Darker regions consume less power, and black regions consume almost
no power.
[0034] OLED-based display components, which are one type of
direct-light-emitting-material-based ("DLEMB") display components,
have only recently become commercially available in sizes, and at
costs, suitable for use in the main display component of a handheld
PC or other information-displaying electronic appliance. Therefore,
the power-consumption characteristics of DLEMB display components
have, as yet, not been exploited in the design of handheld PCs and
other electronic, information-displaying appliances. By decreasing
the time-averaged area of the display screen that is illuminated
for the display of textual and graphical information, for example,
the power consumption of a DLEMB display component can be
correspondingly decreased. In other words, as the percentage of
time that any given region of a DLEMB display component emits light
is decreased with respect to the total time DLEMB-display-component
operation, the time-averaged power consumption for that region
decreases. As discussed above, a similar strategy would, in
general, provide no decreased power consumption for a traditional
TFT AM LCD display component, and may actually increase power
consumption.
[0035] FIGS. 9A-F illustrate power-consumption-decreasing methods
that represent embodiments of the present invention.

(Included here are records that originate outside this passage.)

//! Content-addressed on-disk cache for compiled ASTs (§6 "Persisted
//! state"), behind the `bytecode-cache` feature. Grounded in
//! `rendering/kida/bytecode_cache.py::BytecodeCache`: files named by a
//! sanitized template name plus a short source-hash suffix, a version
//! token baked into the key so a host upgrade invalidates old entries
//! rather than misreading them, and failure-tolerant reads that delete a
//! corrupt file instead of propagating the error.

use std::fs;
use std::path::PathBuf;

use sha2::{Digest, Sha256};

use crate::ast::Ast;

/// Bumped whenever the cache file format or the `Ast` shape changes in a
/// way that would make an old entry unreadable or semantically wrong.
const CACHE_FORMAT_VERSION: &str = "1";

pub fn hash_source(source: &str) -> String {
    let digest = Sha256::digest(source.as_bytes());
    format!("{digest:x}")[..16].to_string()
}

fn sanitize_name(name: &str) -> String {
    name.chars().map(|c| if c.is_ascii_alphanumeric() || c == '-' || c == '_' { c } else { '_' }).collect()
}

#[derive(Debug, Default, Clone, Copy)]
pub struct CacheStats {
    pub file_count: usize,
    pub total_bytes: u64,
}

pub struct BytecodeCache {
    dir: PathBuf,
}

impl BytecodeCache {
    pub fn new(dir: impl Into<PathBuf>) -> std::io::Result<Self> {
        let dir = dir.into();
        fs::create_dir_all(&dir)?;
        Ok(BytecodeCache { dir })
    }

    fn make_path(&self, template_name: &str, source_hash: &str) -> PathBuf {
        let file_name = format!("__kida_{CACHE_FORMAT_VERSION}_b_{}_{source_hash}.cache", sanitize_name(template_name));
        self.dir.join(file_name)
    }

    /// Returns the cached AST for `(template_name, source_hash)`, or
    /// `None` on a miss or a corrupt entry (which is deleted on the spot).
    pub fn get(&self, template_name: &str, source_hash: &str) -> Option<Ast> {
        let path = self.make_path(template_name, source_hash);
        let bytes = fs::read(&path).ok()?;
        match serde_json::from_slice::<Ast>(&bytes) {
            Ok(ast) => Some(ast),
            Err(_) => {
                let _ = fs::remove_file(&path);
                None
            }
        }
    }

    /// Writes via a temp file + rename so concurrent readers never observe
    /// a partially-written entry.
    pub fn set(&self, template_name: &str, source_hash: &str, ast: &Ast) -> std::io::Result<()> {
        let path = self.make_path(template_name, source_hash);
        let tmp_path = path.with_extension("tmp");
        let bytes = serde_json::to_vec(ast).map_err(|e| std::io::Error::new(std::io::ErrorKind::Other, e))?;
        fs::write(&tmp_path, bytes)?;
        fs::rename(&tmp_path, &path)?;
        Ok(())
    }

    /// Removes cache entries. With `current_version_only`, leaves entries
    /// written by a different `CACHE_FORMAT_VERSION` in place.
    pub fn clear(&self, current_version_only: bool) -> usize {
        let prefix = format!("__kida_{CACHE_FORMAT_VERSION}_b_");
        let mut removed = 0;
        let Ok(entries) = fs::read_dir(&self.dir) else {
            return 0;
        };
        for entry in entries.flatten() {
            let name = entry.file_name();
            let name = name.to_string_lossy();
            if current_version_only && !name.starts_with(&prefix) {
                continue;
            }
            if !current_version_only && !name.starts_with("__kida_") {
                continue;
            }
            if fs::remove_file(entry.path()).is_ok() {
                removed += 1;
            }
        }
        removed
    }

    pub fn stats(&self) -> CacheStats {
        let mut stats = CacheStats::default();
        let Ok(entries) = fs::read_dir(&self.dir) else {
            return stats;
        };
        for entry in entries.flatten() {
            if let Ok(meta) = entry.metadata() {
                if meta.is_file() {
                    stats.file_count += 1;
                    stats.total_bytes += meta.len();
                }
            }
        }
        stats
    }

    #[cfg(test)]
    fn path_for_test(&self, template_name: &str, source_hash: &str) -> PathBuf {
        self.make_path(template_name, source_hash)
    }
}

#[cfg(test)]
mod tests {
    use super::*;
    use crate::ast::Ast;

    fn temp_dir() -> PathBuf {
        let mut dir = std::env::temp_dir();
        dir.push(format!("kida-bytecode-cache-test-{:?}", std::thread::current().id()));
        dir
    }

    #[test]
    fn hash_is_deterministic_and_distinguishes_sources() {
        let h1 = hash_source("Hello, {{ name }}!");
        let h2 = hash_source("Hello, {{ name }}!");
        let h3 = hash_source("Goodbye, {{ name }}!");
        assert_eq!(h1, h2);
        assert_ne!(h1, h3);
        assert_eq!(h1.len(), 16);
    }

    #[test]
    fn miss_then_hit_roundtrips_ast() {
        let dir = temp_dir();
        let _ = fs::remove_dir_all(&dir);
        let cache = BytecodeCache::new(&dir).unwrap();
        assert!(cache.get("test.html", "abc").is_none());
        let ast = Ast::default();
        cache.set("test.html", "abc", &ast).unwrap();
        assert_eq!(cache.get("test.html", "abc"), Some(ast));
        let _ = fs::remove_dir_all(&dir);
    }

    #[test]
    fn corrupted_entry_is_removed_on_read() {
        let dir = temp_dir().join("corrupt");
        let _ = fs::remove_dir_all(&dir);
        let cache = BytecodeCache::new(&dir).unwrap();
        let path = cache.path_for_test("test.html", "abc");
        fs::write(&path, b"not valid json").unwrap();
        assert!(cache.get("test.html", "abc").is_none());
        assert!(!path.exists());
        let _ = fs::remove_dir_all(&dir);
    }

    #[test]
    fn sanitizes_path_separators_in_template_name() {
        let dir = temp_dir().join("sanitize");
        let _ = fs::remove_dir_all(&dir);
        let cache = BytecodeCache::new(&dir).unwrap();
        let ast = Ast::default();
        cache.set("dir/subdir/test.html", "abc", &ast).unwrap();
        assert_eq!(cache.get("dir/subdir/test.html", "abc"), Some(ast));
        let _ = fs::remove_dir_all(&dir);
    }
}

FIG. 9A shows
a simple graphic displayed on a DLEMB display component. The
graphic shown in FIG. 9A includes a large font display of the word
"stardust" 902, a stylized upper border region 904, and a similar,
stylized lower border region 906. Most of the graphical display
consists of a white background, such as the white background
commonly employed for many PC-based applications, including
Microsoft.RTM. Word. As discussed above, for a DLEMB display
component, the power consumed in displaying the graphical image
shown in FIG. 9A is relatively high. One approach to decreasing the
power consumption for displaying a graphic containing the same
information, shown in FIG. 9B, is to replace the stylized upper and
lower borders (904 and 906 in FIG. 9A) with darkened borders 908
and 910, respectively. No information is lost in this
transformation. For example, the Microsoft.RTM. XP operating system
allows for configuration of the colors or standard display
features, such as window borders, backgrounds, and other standard
display features. If Windows.RTM. XP is configured to use dark
window borders, backgrounds, and other display features, the power
consumption for displaying the features may be significantly
decreased.
[0036] FIG. 9C illustrates another power-consumption-decreasing
method for displaying the graphic shown in FIG. 9A. In FIG. 9C,
dark and light regions of the image have been reversed. In other
words, FIG. 9C is a negative image, with respect to color, of the
original graphical image shown in FIG. 9A. The text 912 and upper
and lower stylized borders 914 and 916 in the negative image are
identical, in shape, form, and information content, to the
corresponding text 902 and borders 904 and 906 in the original
graphic shown in FIG. 9A. However, because the bulk of the screen
area is dark, in the negative image shown in FIG. 9C, the power
consumption for displaying the negative image shown in FIG. 9C is a
small fraction of the power consumption needed to display the
original image shown in FIG. 9A. Again, Windows.RTM. XP and other
operating systems allow for configuration of foreground and
background colors. For example, Windows.RTM. XP can be configured
so that the Microsoft.RTM. Word application displays text as white
characters on a black background. When configuration through an
operating system is not possible, manipulation of the display
hardware and display firmware may be used to achieve the same
effect.
[0037] An even less-power-consuming version of the original
graphic, shown in FIG. 9A, is shown in FIG. 9D. In this version,
the foreground/background coloration has been reversed, as in FIG.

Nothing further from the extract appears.